L’encadrement légal de l’enquête préalable
Le tribunal fonde sa décision sur les pouvoirs d’instruction que lui confère la loi. L’article L.621-1 du code de commerce lui permet en effet de statuer après avoir entendu les parties concernées. Il prévoit aussi que « le tribunal peut, avant de statuer, commettre un juge pour recueillir tous renseignements » (VU les articles L.621-1). Le juge ainsi désigné peut lui-même se faire assister par un expert de son choix. Ce cadre légal offre une grande souplesse procédurale au juge saisi d’une demande d’ouverture.
La mise en œuvre de ce pouvoir d’investigation répond à un besoin spécifique d’information. Le tribunal motive son choix par le fait qu’il « s’estimant quant à présent insuffisamment renseigné pour prendre sur les seuls éléments produits une décision au fond » (PAR CES MOTIFS). Cette appréciation souveraine justifie le recours à une mesure d’instruction complémentaire. Elle rappelle que le juge ne peut statuer au fond que s’il dispose d’éléments suffisants sur la situation de l’entreprise.
Les modalités pratiques de l’enquête ordonnée
La décision organise précisément la mission confiée au juge commis. Celui-ci est chargé de « recueillir tous renseignements sur la situation financière, économique et sociale de l’entreprise » (PAR CES MOTIFS). Il pourra être assisté par un mandataire judiciaire désigné par le tribunal. Le périmètre de l’enquête est donc large, couvrant tous les aspects nécessaires à une appréciation globale de la situation.
Le jugement fixe également un calendrier procédural strict pour garantir l’efficacité de l’instruction. Le rapport d’enquête devra être déposé au greffe dix jours avant l’audience ultérieure. La société est convoquée pour une audience en chambre du conseil à une date déterminée. Ces modalités assurent la célérité de la procédure tout en respectant les droits de la défense. L’enquête prépare ainsi une décision future en toute sécurité juridique.

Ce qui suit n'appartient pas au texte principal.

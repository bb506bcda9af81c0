#![deny(
    unsafe_code,
    missing_docs,
    dead_code,
    unused_results,
    non_snake_case,
    unreachable_pub
)]

//! Pure difficulty model deriving a sector's challenge from its grid position.
//!
//! Difficulty grows with the Euclidean distance of a sector's bottom-left cell
//! from the grid origin. The difficulty number selects the session tier, the
//! items the player starts with, and the ores seeded into generated terrain.

use sector_atlas_core::{DifficultyTier, ItemKind, ItemStack};

/// Difficulty of the sector anchored at `(x, y)`: the floored distance from the origin.
#[must_use]
pub fn difficulty_of(x: i32, y: i32) -> u32 {
    let distance = f64::from(x).hypot(f64::from(y));
    distance.floor() as u32
}

/// Session tier applied to a sector of the provided difficulty.
///
/// The origin sector hosts the tutorial and plays on the hard tier.
#[must_use]
pub const fn tier_for(difficulty: u32) -> DifficultyTier {
    match difficulty {
        0 => DifficultyTier::Hard,
        1..=3 => DifficultyTier::Normal,
        4..=8 => DifficultyTier::Hard,
        _ => DifficultyTier::Insane,
    }
}

/// Items the player starts with on a sector of the provided difficulty.
#[must_use]
pub fn starting_items(difficulty: u32) -> Vec<ItemStack> {
    use ItemKind::{Copper, DenseAlloy, Lead, Silicon, Titanium};

    let stacks: &[(ItemKind, u32)] = if difficulty > 12 {
        &[
            (Copper, 1900),
            (Lead, 500),
            (DenseAlloy, 470),
            (Silicon, 460),
            (Titanium, 230),
        ]
    } else if difficulty > 8 {
        &[(Copper, 1500), (Lead, 400), (DenseAlloy, 340), (Silicon, 250)]
    } else if difficulty > 5 {
        &[(Copper, 950), (Lead, 300), (DenseAlloy, 190), (Silicon, 140)]
    } else if difficulty > 3 {
        &[(Copper, 700), (Lead, 200), (DenseAlloy, 130)]
    } else if difficulty > 1 {
        &[(Copper, 400), (Lead, 100)]
    } else {
        &[]
    };

    stacks
        .iter()
        .map(|(item, amount)| ItemStack::new(*item, *amount))
        .collect()
}

/// Ores seeded into terrain generated for the sector cell at `(x, y)`.
#[must_use]
pub fn ores_for(x: i32, y: i32) -> Vec<ItemKind> {
    match (x, y) {
        (1, 0) => vec![ItemKind::Copper, ItemKind::Lead, ItemKind::Coal],
        _ => vec![ItemKind::Copper],
    }
}

#[cfg(test)]
mod tests {
    use super::*;

    #[test]
    fn difficulty_floors_euclidean_distance() {
        assert_eq!(difficulty_of(0, 0), 0);
        assert_eq!(difficulty_of(1, 1), 1);
        assert_eq!(difficulty_of(-3, 4), 5);
        assert_eq!(difficulty_of(2, -2), 2);
        assert_eq!(difficulty_of(-9, 0), 9);
    }

    #[test]
    fn tier_boundaries() {
        assert_eq!(tier_for(0), DifficultyTier::Hard);
        assert_eq!(tier_for(1), DifficultyTier::Normal);
        assert_eq!(tier_for(3), DifficultyTier::Normal);
        assert_eq!(tier_for(4), DifficultyTier::Hard);
        assert_eq!(tier_for(8), DifficultyTier::Hard);
        assert_eq!(tier_for(9), DifficultyTier::Insane);
        assert_eq!(tier_for(u32::MAX), DifficultyTier::Insane);
    }

    fn amount_of(stacks: &[ItemStack], item: ItemKind) -> Option<u32> {
        stacks
            .iter()
            .find(|stack| stack.item == item)
            .map(|stack| stack.amount)
    }

    #[test]
    fn titanium_only_above_twelve() {
        let thirteen = starting_items(13);
        assert_eq!(amount_of(&thirteen, ItemKind::Titanium), Some(230));
        assert_eq!(amount_of(&thirteen, ItemKind::Copper), Some(1900));

        let twelve = starting_items(12);
        assert_eq!(amount_of(&twelve, ItemKind::Titanium), None);
        assert_eq!(amount_of(&twelve, ItemKind::Silicon), Some(250));
    }

    #[test]
    fn low_difficulties_start_small() {
        assert!(starting_items(0).is_empty());
        assert!(starting_items(1).is_empty());
        assert_eq!(
            starting_items(2),
            vec![
                ItemStack::new(ItemKind::Copper, 400),
                ItemStack::new(ItemKind::Lead, 100)
            ]
        );
    }

    #[test]
    fn middle_thresholds_pick_first_match() {
        assert_eq!(amount_of(&starting_items(4), ItemKind::DenseAlloy), Some(130));
        assert_eq!(amount_of(&starting_items(6), ItemKind::Silicon), Some(140));
        assert_eq!(amount_of(&starting_items(9), ItemKind::Copper), Some(1500));
    }

    #[test]
    fn ores_vary_near_origin() {
        assert_eq!(ores_for(0, 0), vec![ItemKind::Copper]);
        assert_eq!(
            ores_for(1, 0),
            vec![ItemKind::Copper, ItemKind::Lead, ItemKind::Coal]
        );
        assert_eq!(ores_for(-5, 7), vec![ItemKind::Copper]);
    }
}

La portée de cette décision intermédiaire est significative. Elle illustre le pouvoir d’appréciation du juge sur le caractère suffisant des éléments produits. Comme le rappelle une jurisprudence, « le tribunal ne s’estimant pas suffisamment informé, ordonnera une enquête préalable » (Tribunal de commerce de commerce de Saint-Quentin, le 31 janvier 2025, n°2025P00012). Elle garantit aussi le respect des droits de la personne mise en cause, qui doit être entendue ou dûment appelée. Cette décision prépare ainsi un futur jugement au fond en toute loyauté procédurale.